The first is historical. The outrageous activity that we are witnessing on the part of the political Right is not a new phenomenon. The political Right in the USA has demonstrated time and again an ability to engage in brutal, defamatory and highly repressive activity since the formation of this country. Such activity, of course, includes the highly repressive McCarthy Era, but it also includes periods such as the notorious 1919 Red Scare, with the repression of the Left and progressives soon followed by the Sacco & Vanzetti sham trial and execution. The 1930s was not all fun and games, despite the activity of a well organized political Left. Union organizing efforts were regularly attacked, and not just through harsh language. The appearances of employer-sponsored paramilitary outfits like the "Black Legion" were aimed at undermining the efforts by workers at self- organization. And, who can forget the notorious Father Coughlin, the right-wing radio priest?

There is a tendency to overlook these moments in US history, particularly on the part of white activists. There are myths regarding periods of normal bi- partisanship and rational discourse that allegedly contrast with today. While there are differences between today and earlier periods, we should keep in mind that today's political Right stands on the shoulders of their predecessors, having new technology but often conveying very similar messages.

What is it about today's Right? Among other things they are "irrationalists." Just so that there are no misunderstandings, this does not mean that they are simply irrational, which many of them are. Instead, the message that much of the political Right articulate is drawn from an ideology that has no relationship to the truth, scientific investigation, history or critical reasoning. Instead, the appeal is to frustration, anger, resentment, myths and scapegoating. Again, this is not particularly new when one views the history of the political Right in the USA.

What we are seeing, however, is an attempt to overturn the entire history of the 20th century by the political Right. A few years ago, a right-wing commentator suggested that government needed to be reduced to the size and role that it occupied at the time of President McKinley (circa, Spanish-American War, 1898). Such a suggestion, as outrageous as it sounds, is only the tip of the ice-berg. What the political Right, and particularly the right-wing populists, aims to accomplish is not only to narrow the scope and role of government, but to beat back the various advances by progressive social movements. In this sense it is almost misleading to refer to them as "conservatives," a term that generally suggests going slow. Rather the right-wing populists, including but not limited to crypto-fascists, wish to turn back the clock totally, albeit with slick language and suggestions of race neutrality, only to cover a far more devious set of objectives.

The second point or concern is that the Obama administration has been very slow to respond to the intensity of the campaign being carried out by the political Right.

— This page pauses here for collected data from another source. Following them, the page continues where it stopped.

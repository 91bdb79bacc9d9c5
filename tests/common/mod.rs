use std::fs;
use std::path::{Path, PathBuf};
use std::process::{Command, ExitStatus};
use std::time::{SystemTime, UNIX_EPOCH};

pub struct CmdResult {
    pub status: ExitStatus,
    pub stdout: String,
    pub stderr: String,
    pub log_path: PathBuf,
}

fn now_millis() -> u128 {
    SystemTime::now()
        .duration_since(UNIX_EPOCH)
        .map_or(0, |d| d.as_millis())
}

fn sanitize(name: &str) -> String {
    name.chars()
        .map(|c| if c.is_ascii_alphanumeric() { c } else { '_' })
        .collect()
}

fn resolve_bin_path() -> PathBuf {
    if let Ok(path) = std::env::var("CARGO_BIN_EXE_m2j") {
        return PathBuf::from(path);
    }

    let exe_name = if cfg!(windows) { "m2j.exe" } else { "m2j" };
    let fallback = std::env::current_exe()
        .ok()
        .and_then(|p| p.parent().map(PathBuf::from))
        .and_then(|deps| deps.parent().map(PathBuf::from))
        .map(|debug_dir| debug_dir.join(exe_name));

    match fallback {
        Some(path) if path.exists() => path,
        _ => panic!("unable to resolve m2j binary path for integration test"),
    }
}

/// Run the m2j binary with `args`, overriding `HOME` so every default path
/// (cache root, reports, state, log) stays inside the test sandbox.
pub fn run_cli_case(case_name: &str, home: &Path, args: &[&str]) -> CmdResult {
    let root = std::env::temp_dir().join("m2j-test-logs");
    fs::create_dir_all(&root).expect("create temp test log dir");

    let log_path = root.join(format!("{}-{}.log", sanitize(case_name), now_millis()));
    let bin_path = resolve_bin_path();

    let output = Command::new(&bin_path)
        .args(args)
        .env("HOME", home)
        .env("RUST_BACKTRACE", "1")
        .output()
        .expect("execute m2j command");

    let stdout = String::from_utf8_lossy(&output.stdout).to_string();
    let stderr = String::from_utf8_lossy(&output.stderr).to_string();

    let log_content = format!(
        "case: {case_name}\nargs: {args:?}\nstatus: {:?}\n--- stdout ---\n{stdout}\n--- stderr ---\n{stderr}\n",
        output.status
    );
    let _ = fs::write(&log_path, log_content);

    CmdResult {
        status: output.status,
        stdout,
        stderr,
        log_path,
    }
}

/// Lay down an installed artifact (jar + pom + sidecars) under a cache root.
pub fn install_artifact(cache_root: &Path, group: &str, artifact: &str, version: &str) -> PathBuf {
    let mut dir = cache_root.to_path_buf();
    for seg in group.split('.') {
        dir.push(seg);
    }
    dir.push(artifact);
    dir.push(version);
    fs::create_dir_all(&dir).expect("create artifact dir");
    fs::write(dir.join(format!("{artifact}-{version}.jar")), b"jar bytes")
        .expect("write artifact jar");
    fs::write(dir.join(format!("{artifact}-{version}.pom")), b"<project/>")
        .expect("write artifact pom");
    fs::write(dir.join("_remote.repositories"), b"").expect("write sidecar");
    dir
}

/// Write a minimal project module declaring the given dependencies.
pub fn write_module(dir: &Path, deps: &[(&str, &str, &str)]) {
    fs::create_dir_all(dir).expect("create module dir");
    let mut pom = String::from(
        "<project>\n  <groupId>com.example</groupId>\n  <artifactId>app</artifactId>\n  <version>1.0.0</version>\n  <dependencies>\n",
    );
    for (group, artifact, version) in deps {
        pom.push_str(&format!(
            "    <dependency>\n      <groupId>{group}</groupId>\n      <artifactId>{artifact}</artifactId>\n      <version>{version}</version>\n    </dependency>\n"
        ));
    }
    pom.push_str("  </dependencies>\n</project>\n");
    fs::write(dir.join("pom.xml"), pom).expect("write pom.xml");
}
//! JSONL activity log: append-only line-delimited JSON.
//!
//! Each line is a self-contained JSON object, assembled in memory and written
//! with a single `write_all` so tailing processes never see partial lines.
//!
//! Degradation chain:
//! 1. Primary file path
//! 2. stderr with `[M2J-LOG]` prefix
//! 3. Silent discard (an audit run must never fail for logging reasons)

#![allow(missing_docs)]

use std::fs::{self, File, OpenOptions, rename};
use std::io::{self, BufWriter, Write};
use std::path::{Path, PathBuf};
use std::time::{Duration, SystemTime};

use serde::{Deserialize, Serialize};

use crate::core::errors::{M2jError, Result};

/// Severity level for log events.
#[derive(Debug, Clone, Copy, PartialEq, Eq, Serialize, Deserialize)]
#[serde(rename_all = "lowercase")]
pub enum Severity {
    Info,
    Warning,
    Critical,
}

/// Log event types matching the m2j activity model.
#[derive(Debug, Clone, PartialEq, Eq, Serialize, Deserialize)]
#[serde(rename_all = "snake_case")]
pub enum EventType {
    AuditStart,
    AuditComplete,
    ModuleListed,
    ListingFallback,
    CacheScanned,
    ArtifactPurged,
    PurgeFailed,
    LockSwept,
    ReportWritten,
    Error,
}

/// A single JSONL log entry — all fields optional except `ts`, `event`,
/// `severity`.
#[derive(Debug, Clone, Serialize, Deserialize)]
pub struct LogEntry {
    /// ISO 8601 UTC timestamp.
    pub ts: String,
    /// Event type identifier.
    pub event: EventType,
    /// Severity level.
    pub severity: Severity,
    /// Affected filesystem path (when applicable).
    #[serde(skip_serializing_if = "Option::is_none")]
    pub path: Option<String>,
    /// Artifact coordinate as `group:artifact:version`.
    #[serde(skip_serializing_if = "Option::is_none")]
    pub coordinate: Option<String>,
    /// Size in bytes of the affected item.
    #[serde(skip_serializing_if = "Option::is_none")]
    pub size: Option<u64>,
    /// Resolution scope involved (listing events).
    #[serde(skip_serializing_if = "Option::is_none")]
    pub scope: Option<String>,
    /// Duration of the action in milliseconds.
    #[serde(skip_serializing_if = "Option::is_none")]
    pub duration_ms: Option<u64>,
    /// Whether the action succeeded.
    #[serde(skip_serializing_if = "Option::is_none")]
    pub ok: Option<bool>,
    /// M2J error code if the action failed.
    #[serde(skip_serializing_if = "Option::is_none")]
    pub error_code: Option<String>,
    /// Human-readable error message.
    #[serde(skip_serializing_if = "Option::is_none")]
    pub error_message: Option<String>,
    /// Freeform details.
    #[serde(skip_serializing_if = "Option::is_none")]
    pub details: Option<String>,
}

impl LogEntry {
    /// Create a new entry stamped with the current UTC time.
    pub fn new(event: EventType, severity: Severity) -> Self {
        Self {
            ts: format_utc_now(),
            event,
            severity,
            path: None,
            coordinate: None,
            size: None,
            scope: None,
            duration_ms: None,
            ok: None,
            error_code: None,
            error_message: None,
            details: None,
        }
    }
}

/// Degradation state of the JSONL writer.
#[derive(Debug, Clone, Copy, PartialEq, Eq)]
enum WriterState {
    /// Writing to the primary path.
    Normal,
    /// File write failed, writing to stderr.
    Stderr,
    /// Everything failed, silently discarding.
    Discard,
}

/// Configuration for the JSONL writer.
#[derive(Debug, Clone)]
pub struct JsonlConfig {
    /// Primary log file path.
    pub path: PathBuf,
    /// Maximum file size before rotation (bytes). Default: 20 MiB.
    pub max_size_bytes: u64,
    /// Number of rotated files to keep. Default: 3.
    pub max_rotated_files: u32,
    /// Seconds between forced fsync calls. Default: 10.
    pub fsync_interval_secs: u64,
}

impl Default for JsonlConfig {
    fn default() -> Self {
        Self {
            path: crate::core::paths::home_dir()
                .join(".local")
                .join("share")
                .join("m2j")
                .join("activity.jsonl"),
            max_size_bytes: 20 * 1024 * 1024,
            max_rotated_files: 3,
            fsync_interval_secs: 10,
        }
    }
}

/// Append-only JSONL log writer with rotation and degradation.
pub struct JsonlWriter {
    config: JsonlConfig,
    writer: Option<BufWriter<File>>,
    state: WriterState,
    bytes_written: u64,
    last_fsync: SystemTime,
}

impl JsonlWriter {
    /// Open the JSONL log file. Falls through the degradation chain on failure.
    pub fn open(config: JsonlConfig) -> Self {
        let mut w = Self {
            config,
            writer: None,
            state: WriterState::Discard,
            bytes_written: 0,
            last_fsync: SystemTime::now(),
        };
        w.try_open_primary();
        w
    }

    /// Write a single log entry as one atomic JSONL line.
    pub fn write_entry(&mut self, entry: &LogEntry) {
        let line = match serde_json::to_string(entry) {
            Ok(json) => format!("{json}\n"),
            Err(e) => {
                // Serialization failure is a programming error; report and bail.
                let _ = writeln!(io::stderr(), "[M2J-LOG] serialize error: {e}");
                return;
            }
        };
        self.write_line(&line);
    }

    /// Flush buffers.
    pub fn flush(&mut self) {
        if let Some(w) = self.writer.as_mut() {
            let _ = w.flush();
        }
    }

    /// Force an fsync on the underlying file.
    pub fn fsync(&mut self) {
        if let Some(w) = self.writer.as_mut() {
            let _ = w.flush();
            let _ = w.get_ref().sync_data();
            self.last_fsync = SystemTime::now();
        }
    }

    /// Current degradation state.
    pub fn state(&self) -> &str {
        match self.state {
            WriterState::Normal => "normal",
            WriterState::Stderr => "stderr",
            WriterState::Discard => "discard",
        }
    }

    /// Number of bytes written to the current file.
    pub fn bytes_written(&self) -> u64 {
        self.bytes_written
    }

    // ──────────────────────── internals ────────────────────────

    fn write_line(&mut self, line: &str) {
        if self.state == WriterState::Normal
            && self.bytes_written + line.len() as u64 > self.config.max_size_bytes
        {
            self.rotate();
        }

        match self.state {
            WriterState::Normal => {
                if let Some(w) = self.writer.as_mut() {
                    if w.write_all(line.as_bytes()).is_err() {
                        self.degrade();
                        self.write_line(line); // retry at next level
                        return;
                    }
                    self.bytes_written += line.len() as u64;
                    self.maybe_fsync();
                } else {
                    self.degrade();
                    self.write_line(line);
                }
            }
            WriterState::Stderr => {
                let _ = write!(io::stderr(), "[M2J-LOG] {line}");
            }
            WriterState::Discard => {}
        }
    }

    fn maybe_fsync(&mut self) {
        let elapsed = SystemTime::now()
            .duration_since(self.last_fsync)
            .unwrap_or(Duration::ZERO);
        if elapsed.as_secs() >= self.config.fsync_interval_secs {
            self.fsync();
        }
    }

    fn try_open_primary(&mut self) {
        match open_append(&self.config.path) {
            Ok((file, size)) => {
                self.writer = Some(BufWriter::with_capacity(64 * 1024, file));
                self.state = WriterState::Normal;
                self.bytes_written = size;
            }
            Err(_) => {
                self.state = WriterState::Stderr;
                let _ = writeln!(
                    io::stderr(),
                    "[M2J-LOG] cannot open {}, logging to stderr",
                    self.config.path.display()
                );
            }
        }
    }

    fn degrade(&mut self) {
        self.writer = None;
        match self.state {
            WriterState::Normal => {
                self.state = WriterState::Stderr;
                let _ = writeln!(io::stderr(), "[M2J-LOG] log write failed, using stderr");
            }
            WriterState::Stderr => self.state = WriterState::Discard,
            WriterState::Discard => {}
        }
    }

    fn rotate(&mut self) {
        if let Some(w) = self.writer.as_mut() {
            let _ = w.flush();
        }
        self.writer = None;

        let base = self.config.path.clone();

        // Shift existing rotations: .3→delete, .2→.3, .1→.2, current→.1
        for i in (1..self.config.max_rotated_files).rev() {
            let from = rotated_name(&base, i);
            let to = rotated_name(&base, i + 1);
            let _ = rename(&from, &to);
        }
        let oldest = rotated_name(&base, self.config.max_rotated_files);
        let _ = fs::remove_file(&oldest);
        let _ = rename(&base, rotated_name(&base, 1));

        match open_append(&base) {
            Ok((file, _)) => {
                self.writer = Some(BufWriter::with_capacity(64 * 1024, file));
                self.bytes_written = 0;
            }
            Err(_) => self.degrade(),
        }
    }
}

// ──────────────────────── helpers ────────────────────────

/// Open or create a file for appending. Returns `(File, current_size)`.
fn open_append(path: &Path) -> Result<(File, u64)> {
    if let Some(parent) = path.parent() {
        fs::create_dir_all(parent).map_err(|source| M2jError::Io {
            path: parent.to_path_buf(),
            source,
        })?;
    }
    let file = OpenOptions::new()
        .create(true)
        .append(true)
        .open(path)
        .map_err(|source| M2jError::io(path, source))?;
    let size = file.metadata().map(|m| m.len()).unwrap_or(0);
    Ok((file, size))
}

/// Build a rotated filename: `activity.jsonl` → `activity.jsonl.2`.
fn rotated_name(base: &Path, index: u32) -> PathBuf {
    let mut name = base.as_os_str().to_owned();
    name.push(format!(".{index}"));
    PathBuf::from(name)
}

/// Format current UTC time as ISO 8601.
fn format_utc_now() -> String {
    chrono::Utc::now().to_rfc3339_opts(chrono::SecondsFormat::Millis, true)
}

// ──────────────────────── tests ────────────────────────

#[cfg(test)]
mod tests {
    use super::*;

    fn config(path: PathBuf) -> JsonlConfig {
        JsonlConfig {
            path,
            max_size_bytes: 1024 * 1024,
            max_rotated_files: 3,
            fsync_interval_secs: 60,
        }
    }

    #[test]
    fn write_entry_produces_valid_json_lines() {
        let dir = tempfile::tempdir().unwrap();
        let path = dir.path().join("test.jsonl");
        let mut writer = JsonlWriter::open(config(path.clone()));

        let mut entry = LogEntry::new(EventType::AuditStart, Severity::Info);
        entry.details = Some("repos=2".to_string());
        writer.write_entry(&entry);
        writer.flush();

        let contents = fs::read_to_string(&path).unwrap();
        let lines: Vec<&str> = contents.lines().collect();
        assert_eq!(lines.len(), 1);
        let parsed: serde_json::Value = serde_json::from_str(lines[0]).unwrap();
        assert_eq!(parsed["event"], "audit_start");
        assert_eq!(parsed["severity"], "info");
    }

    #[test]
    fn multiple_entries_are_separate_lines() {
        let dir = tempfile::tempdir().unwrap();
        let path = dir.path().join("multi.jsonl");
        let mut writer = JsonlWriter::open(config(path.clone()));

        for _ in 0..5 {
            writer.write_entry(&LogEntry::new(EventType::CacheScanned, Severity::Info));
        }
        writer.flush();

        let contents = fs::read_to_string(&path).unwrap();
        assert_eq!(contents.lines().count(), 5);
        for line in contents.lines() {
            let _: serde_json::Value = serde_json::from_str(line).unwrap();
        }
    }

    #[test]
    fn rotation_shifts_files() {
        let dir = tempfile::tempdir().unwrap();
        let path = dir.path().join("rot.jsonl");
        let mut cfg = config(path.clone());
        cfg.max_size_bytes = 100; // tiny: force rotation after ~1 entry
        let mut writer = JsonlWriter::open(cfg);

        for _ in 0..10 {
            writer.write_entry(&LogEntry::new(EventType::CacheScanned, Severity::Info));
        }
        writer.flush();

        assert!(path.exists());
        assert!(rotated_name(&path, 1).exists());
    }

    #[test]
    fn unwritable_primary_degrades_to_stderr() {
        let writer = JsonlWriter::open(config(PathBuf::from(
            "/proc/definitely-unwritable/m2j.jsonl",
        )));
        assert_eq!(writer.state(), "stderr");
    }

    #[test]
    fn state_reports_normal_for_writable_path() {
        let dir = tempfile::tempdir().unwrap();
        let writer = JsonlWriter::open(config(dir.path().join("ok.jsonl")));
        assert_eq!(writer.state(), "normal");
    }

    #[test]
    fn entry_optional_fields_omitted_when_none() {
        let dir = tempfile::tempdir().unwrap();
        let path = dir.path().join("sparse.jsonl");
        let mut writer = JsonlWriter::open(config(path.clone()));

        writer.write_entry(&LogEntry::new(EventType::AuditStart, Severity::Info));
        writer.flush();

        let line = fs::read_to_string(&path).unwrap();
        assert!(!line.contains("\"path\""));
        assert!(!line.contains("\"coordinate\""));
        assert!(!line.contains("\"size\""));
    }
}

Part of this may be a reflection of underestimating the nature of this right-wing, white backlash against his election (and all that it represented). Part of this may also be a reflection of the fact that his is an effort to reform neo-liberal capitalism not, at least at this point, to challenge neo-liberalism (even in the name of defending capitalism!). Thus, combined with Obama's personality to begin negotiations from the middle and to seek bi- partisanship, he and his administration have been quite reluctant to go on the warpath against the irrationalist Right.

Commentators on the progressive side of the aisle have been pointing to the fact that something needs to be done in the face of this right/white backlash. The assumption is that we must lay out a set of tactics for President Obama to choose from such that he can take the lead. I would suggest an alternative course.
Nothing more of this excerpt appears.